Ir a Milán para un transexual peruano es como
ir a Harvard para un estudiante de Derecho. Algunos
salen del Perú con identidades falsas, sirviéndose de
una muy bien montada red para migraciones ilegales, que, según Vanesa, incluye a gente dentro de la
propia embajada de Italia en Lima. A Milán se han
ido todas sus amigas, más de dos generaciones de
chicas que gracias al trabajo sexual han construido
verdaderas mansiones para sus familias en los mismos barrios pobres de la periferia de Lima donde se
criaron. Por lo general, no se mudan a zonas residenciales, prefieren construir un segundo y hasta tercer
pisos, instalan jacuzzis o piscinas, y se compran un
automóvil escandaloso. Chicas que algún día fueron
hombres y que sólo mediante la prostitución han
podido pagarse costosas cirugías para obtener unos
portentosos cuerpos femeninos –su fuente de dinero– que incluyen la operación de cambio de sexo por
la que pueden pagar hasta doce mil euros en Europa.

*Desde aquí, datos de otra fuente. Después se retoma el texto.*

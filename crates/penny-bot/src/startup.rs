use std::sync::Arc;

use anyhow::{Context, Result};
use penny_cli::Cli;
use penny_moderation::{join_spam_feed_channel, non_empty, Moderator};
use penny_slack::{SlackApi, SlackApiClient};

use crate::event_ingest::run_event_ingest;

/// Clients and moderation state shared by every startup mode.
pub(crate) struct PennyRuntime {
    pub(crate) moderator: Moderator,
    pub(crate) bot: Arc<dyn SlackApi>,
    pub(crate) bot_user_id: String,
}

pub(crate) async fn run_cli(cli: Cli) -> Result<()> {
    let runtime = build_runtime(&cli).await?;

    if cli.spam_feed.spam_feed_auto_join {
        let channel_name = runtime.moderator.config().spam_feed_channel.clone();
        match join_spam_feed_channel(runtime.bot.as_ref(), &channel_name).await? {
            Some(channel) => {
                tracing::info!(channel = %channel.name, id = %channel.id, "joined spam feed channel")
            }
            None => tracing::info!("no spam feed channel configured; skipping auto-join"),
        }
    }

    match cli.event_ingest.slack_event_ingest_file.as_deref() {
        Some(path) => run_event_ingest(runtime, &cli.slack, &cli.event_ingest, path).await,
        None => {
            println!("{}", startup_summary(&runtime));
            Ok(())
        }
    }
}

async fn build_runtime(cli: &Cli) -> Result<PennyRuntime> {
    let config = Arc::new(cli.moderation_config()?);
    let bot_client = SlackApiClient::new(cli.bot_client_config()?)
        .context("failed to build slack bot client")?;
    let user_client = SlackApiClient::new(cli.user_client_config()?)
        .context("failed to build slack user client")?;

    let bot_user_id = match non_empty(cli.slack.slack_bot_user_id.as_deref()) {
        Some(id) => id,
        None => bot_client
            .resolve_bot_user_id()
            .await
            .context("failed to resolve bot user id with auth.test")?,
    };
    tracing::debug!(bot_user_id = %bot_user_id, "slack identity ready");

    let bot: Arc<dyn SlackApi> = Arc::new(bot_client);
    let user: Arc<dyn SlackApi> = Arc::new(user_client);
    let moderator = Moderator::new(config, bot.clone(), user, bot_user_id.clone());
    Ok(PennyRuntime {
        moderator,
        bot,
        bot_user_id,
    })
}

fn startup_summary(runtime: &PennyRuntime) -> String {
    let config = runtime.moderator.config();
    format!(
        "penny ready: bot_user_id={} spam_feed_channel={} report_emoji={} max_anomaly_score={}",
        runtime.bot_user_id,
        config.spam_feed_channel,
        config.report_emoji,
        config.max_anomaly_score
    )
}

#[cfg(test)]
mod tests {
    use std::sync::Arc;

    use penny_moderation::{ModerationConfig, Moderator};
    use penny_slack::testing::RecordingSlackApi;

    use super::{startup_summary, PennyRuntime};

    #[test]
    fn unit_startup_summary_reports_effective_settings() {
        let bot = Arc::new(RecordingSlackApi::new());
        let config = ModerationConfig {
            report_emoji: "rotating_light".to_string(),
            ..ModerationConfig::default()
        };
        let runtime = PennyRuntime {
            moderator: Moderator::new(
                Arc::new(config),
                bot.clone(),
                Arc::new(RecordingSlackApi::new()),
                "U_PENNY",
            ),
            bot,
            bot_user_id: "U_PENNY".to_string(),
        };
        assert_eq!(
            startup_summary(&runtime),
            "penny ready: bot_user_id=U_PENNY spam_feed_channel=spam-feed report_emoji=rotating_light max_anomaly_score=5"
        );
    }
}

Sólo enviando esas remesas han podido restituir su
imagen ante los que las juzgaron.
Felipe Degregori, un cineasta peruano que
prepara un documental sobre la discriminación
de transexuales en Lima, dice que ante el rechazo
y la marginalidad en que viven, migrar a otro país
supone demostrar que ellos pueden contribuir con
el progreso de la familia, solucionar sus problemas
económicos y de esa manera ganarse el respeto de padres, hermanos,
vecinos e incluso de la sociedad.
En Italia un transexual puede ganar hasta trescientos o cuatrocientos euros por día. En Lima, con suerte, pueden reunir entre cien
y ciento cincuenta soles diarios, unos cuarenta euros. Centavo a centavo, han dejado de ser la vergüenza de la familia para volverse sus
principales benefactores.
Mi hija Georgina piensa que el dinero hace la clase y eso no
es así.
Georgina es un transexual a la que «le han ido bien las cosas».
–¡Tiene cien mil euros en el banco! –grita Vanesa.

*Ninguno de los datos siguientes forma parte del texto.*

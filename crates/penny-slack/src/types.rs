use serde::{Deserialize, Serialize};

/// Points at a single message without fetching it.
#[derive(Debug, Clone, PartialEq, Eq, Hash, Serialize, Deserialize)]
pub struct MessageRef {
    pub channel: String,
    /// Slack event time in `seconds.microseconds` form.
    pub ts: String,
}

impl MessageRef {
    pub fn new(channel: impl Into<String>, ts: impl Into<String>) -> Self {
        Self {
            channel: channel.into(),
            ts: ts.into(),
        }
    }
}

/// One emoji reaction on a message and the users that applied it.
#[derive(Debug, Clone, PartialEq, Eq, Serialize, Deserialize)]
pub struct Reaction {
    pub name: String,
    #[serde(default)]
    pub users: Vec<String>,
    #[serde(default)]
    pub count: u32,
}

/// A message as returned by `conversations.history`.
#[derive(Debug, Clone, PartialEq, Eq)]
pub struct Message {
    pub channel: String,
    pub ts: String,
    pub thread_ts: Option<String>,
    pub user: Option<String>,
    pub text: String,
    pub reactions: Vec<Reaction>,
}

impl Message {
    pub fn reference(&self) -> MessageRef {
        MessageRef::new(self.channel.clone(), self.ts.clone())
    }

    /// Timestamp a threaded reply to this message must be posted under.
    ///
    /// An existing thread anchor always wins so replies to a reply stay in
    /// that thread instead of starting a new one from the reply itself.
    pub fn thread_anchor(&self) -> &str {
        self.thread_ts
            .as_deref()
            .filter(|value| !value.trim().is_empty())
            .unwrap_or(self.ts.as_str())
    }
}

#[derive(Debug, Clone, PartialEq, Eq, Deserialize)]
pub struct ChannelInfo {
    pub id: String,
    #[serde(default)]
    pub name: String,
    #[serde(default)]
    pub name_normalized: String,
}

#[derive(Debug, Clone, Default, PartialEq, Eq)]
pub struct ChannelPage {
    pub channels: Vec<ChannelInfo>,
    pub next_cursor: Option<String>,
}

#[derive(Debug, Clone, PartialEq, Eq, Deserialize)]
pub struct UserProfile {
    pub id: String,
    /// IANA timezone name from the user's Slack profile.
    #[serde(default)]
    pub tz: Option<String>,
}

#[derive(Debug, Clone, Copy, Default, PartialEq, Eq)]
pub struct SearchSummary {
    pub total: u64,
}

#[derive(Debug, Clone, PartialEq, Eq)]
pub struct PostedMessage {
    pub channel: String,
    pub ts: String,
}

/// Normalized `message` event from the Events API.
#[derive(Debug, Clone, Default, PartialEq, Eq, Deserialize)]
pub struct MessageEvent {
    #[serde(default)]
    pub subtype: Option<String>,
    #[serde(default)]
    pub username: Option<String>,
    pub channel: String,
    pub ts: String,
    #[serde(default)]
    pub thread_ts: Option<String>,
    #[serde(default)]
    pub user: Option<String>,
    #[serde(default)]
    pub text: String,
}

#[derive(Debug, Clone, Default, PartialEq, Eq, Deserialize)]
pub struct AppMentionEvent {
    pub channel: String,
    pub ts: String,
    #[serde(default)]
    pub user: Option<String>,
    #[serde(default)]
    pub text: String,
}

No sólo le ha construido la casa soñada a sus padres en el Perú,
también se ha cambiado de sexo. Vanesa la llama «su hija» porque fue
ella quien trajo a Georgina a París.
Entre las transexuales latinoamericanas funciona un sistema de
madrinazgo. Vanesa es la «madre» de Georgina porque quiso pagarle
todos los gastos del viaje, alrededor de unos cinco mil euros, que es lo
que cuesta sacar el pasaporte, comprar el billete de avión e instalarse
en una ciudad de Europa. Se trata de un préstamo, ni más ni menos.
Para la «hija», es la visa para un sueño y debe trabajar cada noche
para retribuir la confianza de su «madre». Para la «madre», poder
pagarle el viaje a una novata es un signo de categoría y, cuantas más
hijas ostente, su prestigio en el mundo de las mariconas será mayor.
Vanesa tiene dos hijas en París, pero ella también es la hija de alguien.
De hecho, a su «madre» le debe su nombre de mujer: Vanesa.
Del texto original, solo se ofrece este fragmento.